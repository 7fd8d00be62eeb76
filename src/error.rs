// ABOUTME: Application-wide error types for hatch.
// ABOUTME: Uses thiserror for ergonomic error handling.

use crate::runtime::{LifecycleError, RuntimeError};
use std::path::PathBuf;
use std::time::Duration;
use thiserror::Error;

#[derive(Debug, Error)]
pub enum Error {
    #[error("configuration file not found: {0}")]
    ConfigNotFound(PathBuf),

    #[error("invalid configuration: {0}")]
    InvalidConfig(String),

    #[error(transparent)]
    Runtime(#[from] RuntimeError),

    #[error(transparent)]
    Lifecycle(#[from] LifecycleError),

    #[error("operation timed out after {0:?}")]
    Timeout(Duration),

    #[error("I/O error: {0}")]
    Io(#[from] std::io::Error),

    #[error("YAML parse error: {0}")]
    Yaml(#[from] serde_yaml::Error),
}

pub type Result<T> = std::result::Result<T, Error>;
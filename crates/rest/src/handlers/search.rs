//! Search handler: `GET {api}/_search/consultations?query=...`
//!
//! Query syntax is whitespace-separated terms, any of which may match; a
//! trailing `*` turns a term into a prefix match and `*` alone matches
//! everything.

use axum::{
    Json,
    extract::{OriginalUri, Query, State, rejection::QueryRejection},
    http::StatusCode,
    response::{IntoResponse, Response},
};
use ayoos_persistence::core::ConsultationService;
use serde::Deserialize;
use tracing::debug;

use crate::error::{RestError, RestResult};
use crate::extractors::Pageable;
use crate::responses::pagination::pagination_headers;
use crate::state::AppState;

/// Query parameters for search. Pagination is read by [`Pageable`].
#[derive(Debug, Deserialize, Default)]
pub struct SearchParams {
    /// The search query.
    pub query: Option<String>,
}

/// Handler for searching consultations.
///
/// # Response
///
/// - `200 OK` - body is the page of hits, with pagination headers
/// - `400 Bad Request` - `query` is missing or cannot be parsed
pub async fn search_handler<S>(
    State(state): State<AppState<S>>,
    OriginalUri(uri): OriginalUri,
    params: Result<Query<SearchParams>, QueryRejection>,
    Pageable(request): Pageable,
) -> RestResult<Response>
where
    S: ConsultationService + 'static,
{
    let Query(params) = params.map_err(|e| RestError::BadRequest {
        message: e.body_text(),
    })?;
    let query = params.query.ok_or_else(|| RestError::BadRequest {
        message: "Required request parameter 'query' is not present".to_string(),
    })?;

    debug!(
        query = %query,
        page = request.page,
        size = request.size,
        "REST request to search for a page of Consultations"
    );

    let page = state.service().search(&query, &request).await?;
    let headers = pagination_headers(state.base_url(), &uri, &page);

    Ok((StatusCode::OK, headers, Json(page.content)).into_response())
}
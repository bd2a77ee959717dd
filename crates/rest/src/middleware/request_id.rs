//! Request ID middleware.
//!
//! Requests without an `x-request-id` header get a random UUID. The ID is
//! echoed back on the response.

use axum::Router;
use http::{HeaderValue, Request};
use tower_http::request_id::{
    MakeRequestId, PropagateRequestIdLayer, RequestId, SetRequestIdLayer,
};
use uuid::Uuid;

/// Generates UUID v4 request IDs.
#[derive(Debug, Clone, Copy, Default)]
pub struct UuidRequestId;

impl MakeRequestId for UuidRequestId {
    fn make_request_id<B>(&mut self, _request: &Request<B>) -> Option<RequestId> {
        let value = HeaderValue::from_str(&Uuid::new_v4().to_string()).ok()?;
        Some(RequestId::new(value))
    }
}

/// Wraps `router` so that every request carries an `x-request-id`.
pub fn with_request_id(router: Router) -> Router {
    // Set must run before propagate sees the request
    router
        .layer(PropagateRequestIdLayer::x_request_id())
        .layer(SetRequestIdLayer::x_request_id(UuidRequestId))
}
//! Ayoos Consultation Persistence Layer
//!
//! This crate stores consultation records in a relational store, mirrors them
//! into a full-text search index, and exposes both through a service trait
//! consumed by the HTTP layer.
//!
//! # Architecture
//!
//! - [`types`] - The consultation record and pagination types
//! - [`error`] - Error types for all operations
//! - [`core`] - Repository, search index and service traits
//! - [`backends`] - SQLite (store + index) and Elasticsearch (index)
//!
//! # Quick Start
//!
//! ```no_run
//! use ayoos_persistence::backends::sqlite::SqliteBackend;
//! use ayoos_persistence::core::{ConsultationService, DefaultConsultationService};
//! use ayoos_persistence::types::{ConsultationDto, PageRequest};
//!
//! # async fn example() -> Result<(), Box<dyn std::error::Error>> {
//! let backend = SqliteBackend::in_memory()?;
//! backend.init_schema()?;
//! let service = DefaultConsultationService::new(backend.clone(), backend);
//!
//! let saved = service
//!     .save(ConsultationDto::default().with_attribute("name", "follow-up"))
//!     .await?;
//! assert_eq!(saved.id, Some(1));
//!
//! let hits = service.search("follow*", &PageRequest::default()).await?;
//! assert_eq!(hits.total_elements, 1);
//! # Ok(())
//! # }
//! ```

#![warn(missing_docs)]
#![warn(rustdoc::missing_crate_level_docs)]

pub mod backends;
pub mod core;
pub mod error;
pub mod types;

// Re-export commonly used types at crate root
pub use error::{StorageError, StorageResult};
pub use types::{ConsultationDto, Page, PageRequest, SortDirection, SortOrder};

// Re-export core traits
pub use crate::core::{
    ConsultationRepository, ConsultationSearchIndex, ConsultationService,
    DefaultConsultationService,
};

/// Crate version.
pub const VERSION: &str = env!("CARGO_PKG_VERSION");

/// Crate name.
pub const NAME: &str = env!("CARGO_PKG_NAME");
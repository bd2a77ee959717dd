//! ConsultationSearchIndex implementation for Elasticsearch.

use async_trait::async_trait;
use chrono::Utc;
use elasticsearch::{DeleteParts, IndexParts, SearchParts};
use serde_json::{Value, json};

use crate::core::{
    ConsultationSearchIndex, SearchQuery, SearchTerm, validate_sort_property,
};
use crate::error::{StorageError, StorageResult, ValidationError};
use crate::types::{ConsultationDto, Page, PageRequest, SortDirection};

use super::backend::ElasticsearchIndex;

fn internal_error(message: String) -> StorageError {
    crate::error::internal_error("elasticsearch", message)
}

/// Builds the document stored for a record.
pub(crate) fn build_document(id: i64, dto: &ConsultationDto) -> Value {
    json!({
        "consultation_id": id,
        "indexed_at": Utc::now().to_rfc3339(),
        "attributes": dto.attributes,
        "content_text": dto.searchable_text(),
    })
}

/// Escapes characters reserved by the query_string syntax.
fn escape_query_string(text: &str) -> String {
    const RESERVED: &[char] = &[
        '+', '-', '=', '&', '|', '>', '<', '!', '(', ')', '{', '}', '[', ']', '^', '"', '~',
        '*', '?', ':', '\\', '/',
    ];
    let mut escaped = String::with_capacity(text.len());
    for c in text.chars() {
        if RESERVED.contains(&c) {
            escaped.push('\\');
        }
        escaped.push(c);
    }
    escaped
}

/// Builds a query_string expression matching any of the terms.
pub(crate) fn query_string(terms: &[SearchTerm]) -> String {
    terms
        .iter()
        .map(|term| {
            let escaped = escape_query_string(&term.text);
            if term.prefix {
                format!("{}*", escaped)
            } else {
                escaped
            }
        })
        .collect::<Vec<_>>()
        .join(" OR ")
}

/// Builds the sort clause: relevance then id when unsorted, otherwise the
/// requested orders with id as the final tie-breaker.
pub(crate) fn build_sort(request: &PageRequest) -> StorageResult<Vec<Value>> {
    if request.is_unsorted() {
        return Ok(vec![
            json!({ "_score": { "order": "desc" } }),
            json!({ "consultation_id": { "order": "asc" } }),
        ]);
    }

    let mut sort = Vec::with_capacity(request.sort.len() + 1);
    let mut sorts_on_id = false;
    for order in &request.sort {
        validate_sort_property(&order.property)?;
        let direction = match order.direction {
            SortDirection::Asc => "asc",
            SortDirection::Desc => "desc",
        };
        if order.property == "id" {
            sorts_on_id = true;
            sort.push(json!({ "consultation_id": { "order": direction } }));
        } else {
            let field = format!("attributes.{}", order.property);
            sort.push(json!({
                field: {
                    "order": direction,
                    "unmapped_type": "keyword",
                    "missing": "_last"
                }
            }));
        }
    }
    if !sorts_on_id {
        sort.push(json!({ "consultation_id": { "order": "asc" } }));
    }
    Ok(sort)
}

/// Default `index.max_result_window`; `from + size` may not exceed it.
pub(crate) const MAX_RESULT_WINDOW: usize = 10_000;

/// Returns `from` and `size` for a page, kept inside the result window.
///
/// A page starting past the window is fetched with size 0, which still
/// reports the total hit count.
pub(crate) fn result_window(request: &PageRequest) -> (usize, usize) {
    let offset = request.offset();
    if offset >= MAX_RESULT_WINDOW {
        (0, 0)
    } else {
        (offset, request.size.min(MAX_RESULT_WINDOW - offset))
    }
}

/// Builds the full search request body.
pub(crate) fn build_search_body(
    query: &SearchQuery,
    request: &PageRequest,
) -> StorageResult<Value> {
    let es_query = match query {
        SearchQuery::MatchAll => json!({ "match_all": {} }),
        SearchQuery::Terms(terms) => json!({
            "query_string": {
                "query": query_string(terms),
                "fields": ["content_text"],
                "default_operator": "OR",
                "analyze_wildcard": true
            }
        }),
    };

    let (from, size) = result_window(request);
    Ok(json!({
        "query": es_query,
        "from": from,
        "size": size,
        "track_total_hits": true,
        "sort": build_sort(request)?,
    }))
}

fn parse_hit(hit: &Value) -> Option<ConsultationDto> {
    let source = hit.get("_source")?;
    let id = source.get("consultation_id")?.as_i64()?;
    let attributes = source
        .get("attributes")
        .and_then(|a| a.as_object())
        .cloned()
        .unwrap_or_default();
    Some(ConsultationDto {
        id: Some(id),
        attributes,
    })
}

#[async_trait]
impl ConsultationSearchIndex for ElasticsearchIndex {
    fn backend_name(&self) -> &'static str {
        "elasticsearch"
    }

    async fn index(&self, dto: &ConsultationDto) -> StorageResult<()> {
        let id = dto.id.ok_or_else(|| ValidationError::InvalidRecord {
            message: "cannot index a consultation without an id".to_string(),
        })?;

        let index = self.index_name();
        let doc_id = id.to_string();
        let response = self
            .client()
            .index(IndexParts::IndexId(&index, &doc_id))
            .body(build_document(id, dto))
            .send()
            .await
            .map_err(|e| internal_error(format!("Failed to index document: {}", e)))?;

        let status = response.status_code();
        if !status.is_success() {
            let body = response.text().await.unwrap_or_default();
            return Err(internal_error(format!(
                "Failed to index document (status {}): {}",
                status, body
            )));
        }

        tracing::debug!(id, index = %index, "Indexed consultation");
        Ok(())
    }

    async fn remove(&self, id: i64) -> StorageResult<()> {
        let index = self.index_name();
        let doc_id = id.to_string();

        let response = self
            .client()
            .delete(DeleteParts::IndexId(&index, &doc_id))
            .send()
            .await
            .map_err(|e| internal_error(format!("Failed to delete document: {}", e)))?;

        let status = response.status_code();
        if !status.is_success() && status.as_u16() != 404 {
            let body = response.text().await.unwrap_or_default();
            return Err(internal_error(format!(
                "Failed to delete document (status {}): {}",
                status, body
            )));
        }

        Ok(())
    }

    async fn search(
        &self,
        query: &str,
        request: &PageRequest,
    ) -> StorageResult<Page<ConsultationDto>> {
        let parsed = SearchQuery::parse(query)?;
        let body = build_search_body(&parsed, request)?;
        let index = self.index_name();

        let response = self
            .client()
            .search(SearchParts::Index(&[&index]))
            .body(body)
            .send()
            .await
            .map_err(|e| internal_error(format!("Search request failed: {}", e)))?;

        if !response.status_code().is_success() {
            let body = response.text().await.unwrap_or_default();
            // Nothing indexed yet
            if body.contains("index_not_found_exception") {
                return Ok(Page::empty(request));
            }
            return Err(internal_error(format!("Search failed: {}", body)));
        }

        let body: Value = response
            .json()
            .await
            .map_err(|e| internal_error(format!("Failed to parse search response: {}", e)))?;

        let total = body
            .get("hits")
            .and_then(|h| h.get("total"))
            .and_then(|t| t.get("value"))
            .and_then(|v| v.as_u64())
            .unwrap_or(0);

        let content: Vec<ConsultationDto> = body
            .get("hits")
            .and_then(|h| h.get("hits"))
            .and_then(|h| h.as_array())
            .map(|hits| hits.iter().filter_map(parse_hit).collect())
            .unwrap_or_default();

        Ok(Page::new(content, request, total))
    }
}
//! Route configuration for the consultation REST API.
//!
//! Maps HTTP paths to handlers.

pub mod consultation_routes;

pub use consultation_routes::create_routes;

EXERCISE DETAILS:
Pull out each line of the entries that contains "DeleteParts".

OUTPUT OF THE EXERCISE:
use elasticsearch::{DeleteParts, IndexParts, SearchParts};
            .delete(DeleteParts::IndexId(&index, &doc_id))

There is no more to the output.